Muchas obras literarias antiguas hablan de sistemas de tracción basándose en el mecanismo de la grúa. Ejemplos como el arquitecto romano Vitruvio (287 a. C. – 212 a. C.), que construyó el suyo probablemente en el año 236 a. C. o Ibn Khalaf al-Muradi (el Leonardo islámico) que describen el año 1.000 en su «Libro de los Secretos», el uso de un elevador como dispositivo de elevación para subir cargas de gran peso para golpear y destruir fortalezas.

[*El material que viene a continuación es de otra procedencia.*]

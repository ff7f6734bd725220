use std::fs;
use std::sync::atomic::{AtomicUsize, Ordering};
use std::sync::Arc;
use std::time::Duration;

use axum::extract::State;
use axum::http::StatusCode;
use axum::routing::post;
use axum::{Json, Router};
use serde_json::{json, Value};

use ragbook_core::config::{EmbeddingProvider, EmbeddingSettings, TokenizerKind, TokenizerSettings};
use ragbook_core::error::Error;
use ragbook_core::traits::Embedder;
use ragbook_embed::{get_default_embedder, load_tokenizer, FakeEmbedder, OpenAiEmbedder};

#[test]
fn fake_embedder_shapes_and_determinism() {
    let settings = EmbeddingSettings { provider: EmbeddingProvider::Fake, fake_dim: 256, ..EmbeddingSettings::default() };
    let embedder = get_default_embedder(&settings).expect("embedder");
    let texts = vec!["hello world".to_string(), "hello world".to_string()];
    let embs = embedder.embed_batch(&texts).expect("embed_batch");
    let v1 = &embs[0];
    let v2 = &embs[1];

    assert_eq!(v1.len(), 256);
    assert_eq!(embedder.dim(), Some(256));
    assert_eq!(embedder.embedder_id(), "fake:xxh64:d256");

    let norm: f32 = v1.iter().map(|x| x * x).sum::<f32>().sqrt();
    assert!((norm - 1.0).abs() <= 1e-3, "vector is L2-normalized (norm={norm})");

    for (a, b) in v1.iter().zip(v2.iter()) { assert!((a - b).abs() <= 1e-6); }
}

#[test]
fn fake_embedder_separates_unrelated_text() {
    let e = FakeEmbedder::new(512);
    let a = e.embed("In the beginning was the Word").unwrap();
    let b = e.embed("completely unrelated tokens here").unwrap();
    let same: f32 = a.iter().zip(&a).map(|(x, y)| x * y).sum();
    let cross: f32 = a.iter().zip(&b).map(|(x, y)| x * y).sum();
    assert!(same > cross);
}

#[test]
fn tokenizer_factory_defaults_to_whitespace() {
    let tok = load_tokenizer(&TokenizerSettings::default()).unwrap();
    assert_eq!(tok.count_tokens("one two  three").unwrap(), 3);

    let tmp = tempfile::TempDir::new().unwrap();
    let missing = tmp.path().join("tokenizer.json");
    let settings = TokenizerSettings { kind: TokenizerKind::HuggingFace, path: Some(missing.display().to_string()) };
    assert!(matches!(load_tokenizer(&settings), Err(Error::ResourceNotFound(_))));

    fs::write(&missing, "not json").unwrap();
    assert!(matches!(load_tokenizer(&settings), Err(Error::InvalidConfig(_))));
}

#[derive(Clone, Default)]
struct Mock {
    calls: Arc<AtomicUsize>,
    fail_first: bool,
    always_fail: bool,
    delay: Option<Duration>,
}

async fn embeddings(State(mock): State<Mock>, Json(body): Json<Value>) -> (StatusCode, Json<Value>) {
    let call = mock.calls.fetch_add(1, Ordering::SeqCst);
    if let Some(delay) = mock.delay {
        tokio::time::sleep(delay).await;
    }
    if mock.always_fail || (mock.fail_first && call == 0) {
        return (StatusCode::SERVICE_UNAVAILABLE, Json(json!({"error": "busy"})));
    }
    let inputs = body["input"].as_array().cloned().unwrap_or_default();
    // Reverse order to check that the client sorts by index.
    let data: Vec<Value> = inputs
        .iter()
        .enumerate()
        .rev()
        .map(|(i, text)| json!({"index": i, "embedding": [text.as_str().unwrap_or("").len() as f32, 1.0]}))
        .collect();
    (StatusCode::OK, Json(json!({"data": data})))
}

async fn spawn_mock(mock: Mock) -> String {
    let app = Router::new().route("/v1/embeddings", post(embeddings)).with_state(mock);
    let listener = tokio::net::TcpListener::bind("127.0.0.1:0").await.unwrap();
    let addr = listener.local_addr().unwrap();
    tokio::spawn(async move { axum::serve(listener, app).await.unwrap() });
    format!("http://{addr}/v1")
}

fn client(base: String, timeout: Duration, retries: usize, batch: usize) -> OpenAiEmbedder {
    OpenAiEmbedder::new("sk-test".into(), base, "text-embedding-3-small".into(), None, timeout, retries, batch)
        .unwrap()
        .with_retry_base(Duration::from_millis(10))
}

#[tokio::test(flavor = "multi_thread")]
async fn openai_embedder_batches_and_orders() {
    let mock = Mock::default();
    let calls = mock.calls.clone();
    let base = spawn_mock(mock).await;

    let vectors = tokio::task::spawn_blocking(move || {
        let embedder = client(base, Duration::from_secs(5), 1, 2);
        assert_eq!(embedder.embedder_id(), "openai:text-embedding-3-small");
        let texts: Vec<String> = ["a", "bb", "ccc"].iter().map(|s| s.to_string()).collect();
        embedder.embed_batch(&texts)
    })
    .await
    .unwrap()
    .expect("embed");

    assert_eq!(vectors, vec![vec![1.0, 1.0], vec![2.0, 1.0], vec![3.0, 1.0]]);
    assert_eq!(calls.load(Ordering::SeqCst), 2, "three inputs at batch size two");
}

#[tokio::test(flavor = "multi_thread")]
async fn openai_embedder_retries_server_errors() {
    let mock = Mock { fail_first: true, ..Mock::default() };
    let calls = mock.calls.clone();
    let base = spawn_mock(mock).await;

    let result = tokio::task::spawn_blocking(move || client(base, Duration::from_secs(5), 3, 8).embed("hello"))
        .await
        .unwrap();

    assert_eq!(result.expect("retried"), vec![5.0, 1.0]);
    assert_eq!(calls.load(Ordering::SeqCst), 2);
}

#[tokio::test(flavor = "multi_thread")]
async fn openai_embedder_reports_errors_without_retry_budget() {
    let mock = Mock { fail_first: true, ..Mock::default() };
    let base = spawn_mock(mock).await;

    let err = tokio::task::spawn_blocking(move || client(base, Duration::from_secs(5), 0, 8).embed("hello"))
        .await
        .unwrap()
        .unwrap_err();

    assert_eq!(err.kind(), "UpstreamServiceError");
    assert!(err.to_string().contains("503"), "{err}");
}

#[tokio::test(flavor = "multi_thread")]
async fn openai_embedder_retries_after_the_first_attempt() {
    let mock = Mock { always_fail: true, ..Mock::default() };
    let calls = mock.calls.clone();
    let base = spawn_mock(mock).await;

    let err = tokio::task::spawn_blocking(move || client(base, Duration::from_secs(5), 2, 8).embed("hello"))
        .await
        .unwrap()
        .unwrap_err();

    assert_eq!(err.kind(), "UpstreamServiceError");
    assert_eq!(calls.load(Ordering::SeqCst), 3, "one attempt plus two retries");
}

#[tokio::test(flavor = "multi_thread")]
async fn openai_embedder_timeout_is_upstream_timeout() {
    let mock = Mock { delay: Some(Duration::from_millis(800)), ..Mock::default() };
    let base = spawn_mock(mock).await;

    let err = tokio::task::spawn_blocking(move || client(base, Duration::from_millis(100), 0, 8).embed("hello"))
        .await
        .unwrap()
        .unwrap_err();

    assert!(matches!(err, Error::Upstream { timed_out: true, .. }), "got {err:?}");
}

#[test]
fn openai_embedder_requires_api_key() {
    let err = OpenAiEmbedder::new(" ".into(), "http://localhost".into(), "m".into(), None, Duration::from_secs(1), 1, 1)
        .err()
        .expect("must fail");
    assert!(matches!(err, Error::InvalidConfig(_)));
}
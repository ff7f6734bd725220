use std::fs;
use std::path::Path;
use std::sync::{Arc, Mutex};

use tempfile::TempDir;

use ragbook_core::config::{EmbeddingProvider, Settings};
use ragbook_core::error::{Error, Result};
use ragbook_core::traits::{CompletionService, Embedder};
use ragbook_core::types::{ChatMessage, DocumentChunk, Role, SearchHit};
use ragbook_embed::FakeEmbedder;
use ragbook_llm::{EchoCompletion, PromptLibrary, PromptTemplate};
use ragbook_rag::{build_index, ArtistSongs, Lessons, PromptAssembler, RagPipeline};

const JOHN: &str = "In the beginning was the Word, and the Word was with God, and the Word was God.";
const GENESIS: &str = "And God said, Let there be light: and there was light.";

struct Scripted {
    reply: String,
    seen: Mutex<Vec<Vec<ChatMessage>>>,
}

impl Scripted {
    fn new(reply: &str) -> Arc<Self> {
        Arc::new(Self { reply: reply.to_string(), seen: Mutex::new(Vec::new()) })
    }
    fn last(&self) -> Vec<ChatMessage> {
        self.seen.lock().unwrap().last().cloned().unwrap_or_default()
    }
}

impl CompletionService for Scripted {
    fn chat(&self, messages: &[ChatMessage]) -> Result<String> {
        self.seen.lock().unwrap().push(messages.to_vec());
        Ok(self.reply.clone())
    }
}

fn workspace(root: &Path) -> Settings {
    fs::create_dir_all(root.join("data")).unwrap();
    fs::create_dir_all(root.join("prompts")).unwrap();
    fs::write(root.join("data/john1.txt"), JOHN).unwrap();
    fs::write(root.join("data/genesis.txt"), GENESIS).unwrap();
    fs::write(root.join("prompts/rag-john.st"), "Use these documents:\n{documents}\nQuestion: {input}").unwrap();
    fs::write(root.join("prompts/john.st"), "Context: {context}\nWho is the Word?").unwrap();
    fs::write(root.join("prompts/youtube.st"), "Top 10 {genre} YouTube channels.").unwrap();
    fs::write(root.join("prompts/songs-list.st"), "Songs by {artist}.\n{format}").unwrap();
    fs::write(root.join("prompts/songs-map.st"), "Songs by {artist}.\n{format}").unwrap();
    fs::write(root.join("prompts/songs-bean.st"), "Songs by {artist}.\n{format}").unwrap();

    let mut settings = Settings::default();
    settings.documents.dir = root.join("data").display().to_string();
    settings.index.path = root.join("vectorstore.json").display().to_string();
    settings.prompts.dir = root.join("prompts").display().to_string();
    settings.prompts.context_file = root.join("data/john1.txt").display().to_string();
    settings.embedding.provider = EmbeddingProvider::Fake;
    settings
}

fn embedder() -> Arc<dyn Embedder> {
    Arc::new(FakeEmbedder::new(256))
}

#[test]
fn build_index_writes_then_reuses_snapshot() {
    let tmp = TempDir::new().unwrap();
    let settings = workspace(tmp.path());

    let built = build_index(&settings, embedder()).expect("build");
    assert_eq!(built.len(), 2);
    assert!(tmp.path().join("vectorstore.json").is_file());

    fs::remove_file(tmp.path().join("data/genesis.txt")).unwrap();
    let loaded = build_index(&settings, embedder()).expect("load");
    assert_eq!(loaded.len(), 2, "snapshot is trusted as-is");
    assert_eq!(loaded.entries(), built.entries());
}

#[test]
fn build_index_without_documents_fails() {
    let tmp = TempDir::new().unwrap();
    let mut settings = workspace(tmp.path());
    settings.documents.pattern = "*.md".into();
    let err = build_index(&settings, embedder()).unwrap_err();
    assert!(matches!(err, Error::ResourceNotFound(_)), "got {err:?}");
}

#[test]
fn ask_conditions_the_prompt_on_retrieved_chunks() {
    let tmp = TempDir::new().unwrap();
    let settings = workspace(tmp.path());
    let index = build_index(&settings, embedder()).unwrap();
    let pipeline = RagPipeline::from_settings(&settings, index, embedder(), Arc::new(EchoCompletion)).unwrap();

    let hits = pipeline.search(JOHN, 1).unwrap();
    assert_eq!(hits[0].chunk.doc_id, "john1.txt");

    let answer = pipeline.answer("Who is The Word?").unwrap();
    assert!(answer.answer.starts_with("Use these documents:\n"));
    assert!(answer.answer.ends_with("Question: Who is The Word?"));
    assert!(answer.answer.contains(JOHN));
    assert_eq!(answer.sources.len(), 2);
    assert_eq!(answer.dropped, 0);

    assert!(matches!(pipeline.ask(" "), Err(Error::InvalidArgument(_))));
}

fn hit(text: &str) -> SearchHit {
    let chunk = DocumentChunk {
        id: format!("{text}:0"),
        doc_id: text.to_string(),
        content: text.to_string(),
        chunk_index: 0,
        total_chunks: 1,
        metadata: Default::default(),
    };
    SearchHit { chunk, score: 1.0 }
}

#[test]
fn assembler_drops_lowest_ranked_chunks_to_fit() {
    let template = PromptTemplate::new("rag", "{documents}|{input}");
    let hits = vec![hit("aaaa"), hit("bbbb"), hit("cccc")];

    let unbounded = PromptAssembler::new(template.clone(), "documents", "input", None).assemble("q", &hits).unwrap();
    assert_eq!(unbounded.text, "aaaa\nbbbb\ncccc|q");

    let bounded = PromptAssembler::new(template.clone(), "documents", "input", Some(7)).assemble("q", &hits).unwrap();
    assert_eq!(bounded.text, "aaaa|q");
    assert_eq!((bounded.included, bounded.dropped), (1, 2));

    let err = PromptAssembler::new(template, "documents", "input", Some(1)).assemble("q", &hits).unwrap_err();
    assert!(matches!(err, Error::InvalidArgument(_)));
}

fn lessons(root: &Path, completion: Arc<dyn CompletionService>) -> Lessons {
    Lessons::new(completion, PromptLibrary::new(root.join("prompts")), root.join("data/john1.txt"))
}

#[test]
fn dad_lessons_send_fixed_messages() {
    let tmp = TempDir::new().unwrap();
    workspace(tmp.path());
    let model = Scripted::new("Why did the scarecrow win an award?");
    let l = lessons(tmp.path(), model.clone());

    assert_eq!(l.dad_joke().unwrap(), "Why did the scarecrow win an award?");
    assert_eq!(model.last(), vec![ChatMessage::user("Tell me a dad joke")]);

    l.dad_persona().unwrap();
    let sent = model.last();
    assert_eq!(sent[0].role, Role::System);
    assert!(sent[0].content.starts_with("You're a Dad."));
    assert_eq!(sent[1].content, "Talk to me about the 100 year war in France");
}

#[test]
fn youtube_renders_genre() {
    let tmp = TempDir::new().unwrap();
    workspace(tmp.path());
    let l = lessons(tmp.path(), Arc::new(EchoCompletion));
    assert_eq!(l.youtube("tech").unwrap(), "Top 10 tech YouTube channels.");
    assert!(matches!(l.youtube("  "), Err(Error::InvalidArgument(_))));
}

#[test]
fn structured_lessons_parse_replies() {
    let tmp = TempDir::new().unwrap();
    workspace(tmp.path());

    let model = Scripted::new("1. Imagine\n2. Jealous Guy");
    let songs = lessons(tmp.path(), model.clone()).songs_list("John Lennon").unwrap();
    assert_eq!(songs, vec!["Imagine", "Jealous Guy"]);
    let prompt = &model.last()[0].content;
    assert!(prompt.starts_with("Songs by John Lennon."));
    assert!(prompt.contains("1. item"));

    let model = Scripted::new("{\"artist\": \"Queen\", \"songs\": [\"Bohemian Rhapsody\"]}");
    let bean = lessons(tmp.path(), model.clone()).songs_bean("Queen").unwrap();
    assert_eq!(bean, ArtistSongs { artist: "Queen".into(), songs: vec!["Bohemian Rhapsody".into()] });
    assert!(model.last()[0].content.contains("JSON Schema"));

    let map = lessons(tmp.path(), Scripted::new("{\"Queen\": [\"Radio Ga Ga\"]}")).songs_map("Queen").unwrap();
    assert!(map.contains_key("Queen"));

    let err = lessons(tmp.path(), Scripted::new("sorry, no idea")).songs_map("Queen").unwrap_err();
    assert_eq!(err.kind(), "MalformedOutputError");
}

#[test]
fn john_stuffs_the_context_document() {
    let tmp = TempDir::new().unwrap();
    workspace(tmp.path());
    let l = lessons(tmp.path(), Arc::new(EchoCompletion));
    assert_eq!(l.john_context().unwrap(), format!("Context: {JOHN}\nWho is the Word?"));

    fs::remove_file(tmp.path().join("data/john1.txt")).unwrap();
    assert!(matches!(l.john_context(), Err(Error::ResourceNotFound(_))));
}

fn repo_root() -> std::path::PathBuf {
    Path::new(env!("CARGO_MANIFEST_DIR")).ancestors().nth(2).expect("workspace root").to_path_buf()
}

#[test]
fn shipped_prompts_have_expected_slots() {
    let library = PromptLibrary::new(repo_root().join("prompts"));
    assert_eq!(library.get("youtube").unwrap().variables(), vec!["genre"]);
    for name in ["songs-list", "songs-map", "songs-bean"] {
        assert_eq!(library.get(name).unwrap().variables(), vec!["artist", "format"], "{name}");
    }
    assert_eq!(library.get("john").unwrap().variables(), vec!["context"]);
    assert_eq!(library.get("rag-john").unwrap().variables(), vec!["input", "documents"]);
}

#[test]
fn shipped_corpus_chunks_and_answers_offline() {
    let root = repo_root();
    let tmp = TempDir::new().unwrap();
    let mut settings = Settings::default();
    settings.documents.dir = root.join("data").display().to_string();
    settings.prompts.dir = root.join("prompts").display().to_string();
    settings.index.path = tmp.path().join("vectorstore.json").display().to_string();

    let index = build_index(&settings, embedder()).unwrap();
    assert!(index.len() > 1, "john1.txt spans several chunks");
    assert!(index.entries().iter().all(|e| e.chunk.doc_id == "john1.txt"));

    let pipeline = RagPipeline::from_settings(&settings, index, embedder(), Arc::new(EchoCompletion)).unwrap();
    let prompt = pipeline.ask("Who is The Word?").unwrap();
    assert!(prompt.contains("QUESTION:\nWho is The Word?"));
}
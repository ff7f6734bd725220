use axum::http::StatusCode;
use axum::response::{IntoResponse, Response};
use axum::Json;
use ragbook_core::error::Error;
use serde_json::json;
use tracing::{error, warn};

/// Request-scoped failure rendered as `{"error": kind, "message": text}`.
#[derive(Debug)]
pub struct ApiError(pub Error);

impl ApiError {
    pub fn status(&self) -> StatusCode {
        match &self.0 {
            Error::InvalidArgument(_) => StatusCode::BAD_REQUEST,
            Error::ResourceNotFound(_) => StatusCode::NOT_FOUND,
            Error::Upstream { timed_out: true, .. } => StatusCode::GATEWAY_TIMEOUT,
            Error::Upstream { .. } | Error::MalformedOutput { .. } => StatusCode::BAD_GATEWAY,
            _ => StatusCode::INTERNAL_SERVER_ERROR,
        }
    }
}

impl From<Error> for ApiError {
    fn from(err: Error) -> Self { Self(err) }
}

impl IntoResponse for ApiError {
    fn into_response(self) -> Response {
        let status = self.status();
        if status.is_server_error() {
            error!(kind = self.0.kind(), error = %self.0, "request failed");
        } else {
            warn!(kind = self.0.kind(), error = %self.0, "request rejected");
        }
        let body = Json(json!({ "error": self.0.kind(), "message": self.0.to_string() }));
        (status, body).into_response()
    }
}
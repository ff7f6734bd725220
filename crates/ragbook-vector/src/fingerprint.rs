use ragbook_core::types::Document;

/// blake3 over document ids, contents and the chunk size, as lowercase hex.
pub fn corpus_fingerprint(docs: &[Document], chunk_size: usize) -> String {
    let mut hasher = blake3::Hasher::new();
    for doc in docs {
        hasher.update(doc.id.as_bytes());
        hasher.update(&[0]);
        hasher.update(doc.content.as_bytes());
        hasher.update(&[0]);
    }
    hasher.update(&(chunk_size as u64).to_le_bytes());
    hasher.finalize().to_hex().to_string()
}

#[cfg(test)]
mod tests {
    use super::*;

    #[test]
    fn fingerprint_tracks_content_and_chunk_size() {
        let docs = vec![Document::new("a.txt", "alpha")];
        let base = corpus_fingerprint(&docs, 300);
        assert_eq!(base, corpus_fingerprint(&docs, 300));
        assert_ne!(base, corpus_fingerprint(&docs, 200));
        assert_ne!(base, corpus_fingerprint(&[Document::new("a.txt", "alpha!")], 300));
        assert_ne!(corpus_fingerprint(&[Document::new("ab", "c")], 1), corpus_fingerprint(&[Document::new("a", "bc")], 1));
    }
}
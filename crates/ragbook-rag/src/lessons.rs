//! The chat lessons that sit in front of the RAG pipeline: a bare completion,
//! templated and persona prompts, structured output and context stuffing.

use std::fs;
use std::path::PathBuf;
use std::sync::Arc;

use ragbook_core::error::{Error, Result};
use ragbook_core::traits::CompletionService;
use ragbook_core::types::ChatMessage;
use ragbook_llm::{BeanOutputParser, ListOutputParser, MapOutputParser, OutputParser, PromptLibrary};
use schemars::JsonSchema;
use serde::{Deserialize, Serialize};
use serde_json::{Map, Value};
use tracing::debug;

pub const DAD_JOKE_PROMPT: &str = "Tell me a dad joke";
pub const DAD_PERSONA: &str = "You're a Dad. You only tell Dad Jokes. If someone asks you to tell a joke, \
either make it a Dad Joke or say you can't do it.";
pub const DAD_PERSONA_QUESTION: &str = "Talk to me about the 100 year war in France";

#[derive(Debug, Clone, PartialEq, Eq, Serialize, Deserialize, JsonSchema)]
pub struct ArtistSongs {
    pub artist: String,
    pub songs: Vec<String>,
}

pub struct Lessons {
    completion: Arc<dyn CompletionService>,
    prompts: PromptLibrary,
    context_file: PathBuf,
}

impl Lessons {
    pub fn new(completion: Arc<dyn CompletionService>, prompts: PromptLibrary, context_file: impl Into<PathBuf>) -> Self {
        Self { completion, prompts, context_file: context_file.into() }
    }

    pub fn dad_joke(&self) -> Result<String> {
        self.completion.complete(DAD_JOKE_PROMPT)
    }

    pub fn youtube(&self, genre: &str) -> Result<String> {
        let genre = required("genre", genre)?;
        let prompt = self.prompts.get("youtube")?.render(&[("genre", genre)])?;
        self.completion.complete(&prompt)
    }

    pub fn dad_persona(&self) -> Result<String> {
        self.completion.chat(&[ChatMessage::system(DAD_PERSONA), ChatMessage::user(DAD_PERSONA_QUESTION)])
    }

    pub fn songs_list(&self, artist: &str) -> Result<Vec<String>> {
        self.structured("songs-list", artist, &ListOutputParser)
    }

    pub fn songs_map(&self, artist: &str) -> Result<Map<String, Value>> {
        self.structured("songs-map", artist, &MapOutputParser)
    }

    pub fn songs_bean(&self, artist: &str) -> Result<ArtistSongs> {
        self.structured("songs-bean", artist, &BeanOutputParser::<ArtistSongs>::new())
    }

    /// Stuffs the whole context document into the `john` template.
    pub fn john_context(&self) -> Result<String> {
        let context = fs::read_to_string(&self.context_file).map_err(|e| match e.kind() {
            std::io::ErrorKind::NotFound => {
                Error::ResourceNotFound(format!("context document {}", self.context_file.display()))
            }
            _ => Error::Io(e),
        })?;
        let prompt = self.prompts.get("john")?.render(&[("context", context.as_str())])?;
        self.completion.complete(&prompt)
    }

    fn structured<P: OutputParser>(&self, template: &str, artist: &str, parser: &P) -> Result<P::Output> {
        let artist = required("artist", artist)?;
        let format = parser.format_instructions();
        let prompt = self.prompts.get(template)?.render(&[("artist", artist), ("format", format.as_str())])?;
        let reply = self.completion.complete(&prompt)?;
        debug!(template, chars = reply.len(), "structured reply");
        parser.parse(&reply)
    }
}

fn required<'a>(name: &str, value: &'a str) -> Result<&'a str> {
    let trimmed = value.trim();
    if trimmed.is_empty() {
        return Err(Error::InvalidArgument(format!("{name} must not be blank")));
    }
    Ok(trimmed)
}
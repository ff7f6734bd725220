use std::cmp::Ordering;

use ragbook_core::error::{Error, Result};
use ragbook_core::types::{DocumentChunk, SearchHit};
use serde::{Deserialize, Serialize};

#[derive(Debug, Clone, PartialEq, Serialize, Deserialize)]
pub struct IndexEntry {
    pub chunk: DocumentChunk,
    pub embedding: Vec<f32>,
}

/// Brute-force in-memory vector index. Immutable once built.
#[derive(Debug, Clone, Default)]
pub struct VectorIndex {
    entries: Vec<IndexEntry>,
    dim: Option<usize>,
}

impl VectorIndex {
    /// All embeddings must share one non-zero dimension.
    pub fn from_entries(entries: Vec<IndexEntry>) -> Result<Self> {
        let dim = entries.first().map(|e| e.embedding.len());
        if let Some(d) = dim {
            if d == 0 {
                return Err(Error::InvalidArgument("embeddings must not be empty".into()));
            }
            if let Some(bad) = entries.iter().find(|e| e.embedding.len() != d) {
                return Err(Error::InvalidArgument(format!(
                    "embedding dimension mismatch for {}: {} != {d}",
                    bad.chunk.id,
                    bad.embedding.len()
                )));
            }
        }
        Ok(Self { entries, dim })
    }

    pub fn len(&self) -> usize { self.entries.len() }
    pub fn is_empty(&self) -> bool { self.entries.is_empty() }
    pub fn dim(&self) -> Option<usize> { self.dim }
    pub fn entries(&self) -> &[IndexEntry] { &self.entries }

    /// Top `k` entries by cosine similarity; equal scores keep insertion order.
    pub fn similarity_search(&self, query: &[f32], k: usize) -> Result<Vec<SearchHit>> {
        let Some(dim) = self.dim else { return Ok(Vec::new()) };
        if query.len() != dim {
            return Err(Error::InvalidArgument(format!("query dimension {} != index dimension {dim}", query.len())));
        }
        let mut scored: Vec<(usize, f32)> = self
            .entries
            .iter()
            .enumerate()
            .map(|(i, e)| (i, cosine_similarity(query, &e.embedding)))
            .collect();
        scored.sort_by(|a, b| b.1.partial_cmp(&a.1).unwrap_or(Ordering::Equal));
        Ok(scored
            .into_iter()
            .take(k)
            .map(|(i, score)| SearchHit { chunk: self.entries[i].chunk.clone(), score })
            .collect())
    }
}

/// Cosine similarity of equal-length vectors; 0.0 when either has zero norm.
pub fn cosine_similarity(a: &[f32], b: &[f32]) -> f32 {
    let (mut dot, mut na, mut nb) = (0f32, 0f32, 0f32);
    for (x, y) in a.iter().zip(b) {
        dot += x * y;
        na += x * x;
        nb += y * y;
    }
    let denom = na.sqrt() * nb.sqrt();
    if denom <= f32::EPSILON { 0.0 } else { dot / denom }
}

La invención de un nuevo sistema, basado en la transmisión a tornillo, supuso el primer eslabón de los ascensores modernos. Ideado por Ivan Kulibin e instalado en el Palacio de Invierno de San Petersburgo el año 1793. En 1823 se inauguró una «cabina de ascenso» en Londres, creada por Burton y Homer, y que permitía elevar 20 personas a una altura de 37 metros. La seguridad hasta entonces era reducida, por lo que no se puede considerar a ninguno de ellos el primer ascensor público.
Fue en el año 1851 que se inventó el primer prototipo de montacargas, una plataforma elevadora unida a un cable para subir y bajar mercancías y gente. Debido a la proliferación de edificios cada vez más altos, la gente era más reacia a subir largas escaleras. También prosperaron los grandes almacenes por lo que surgió la necesidad de un mecanismo que trasladará a los clientes de un piso a otro con el mínimo esfuerzo.
El montacargas inspiró a Elisha G. Otis para inventar un elevador con sistema dentado, como medida de seguridad en caso de caída por rotura de la cuerda de sustentación. Fue el primer elevador destinado al público y se inauguró el 23 de marzo de 1857, en la tienda de objetos de porcelana E.V. Haughwout & Co, situada en Broadway. Impulsado por una pequeña máquina de vapor podía transportar hasta seis personas a una velocidad de 10 metros por minuto.
Gracias a su invento se inició una nueva era, la de la conquista de los cielos, que cambió para siempre el paisaje de las ciudades, poblándose de grandes rascacielos necesitados de elevadores verticales.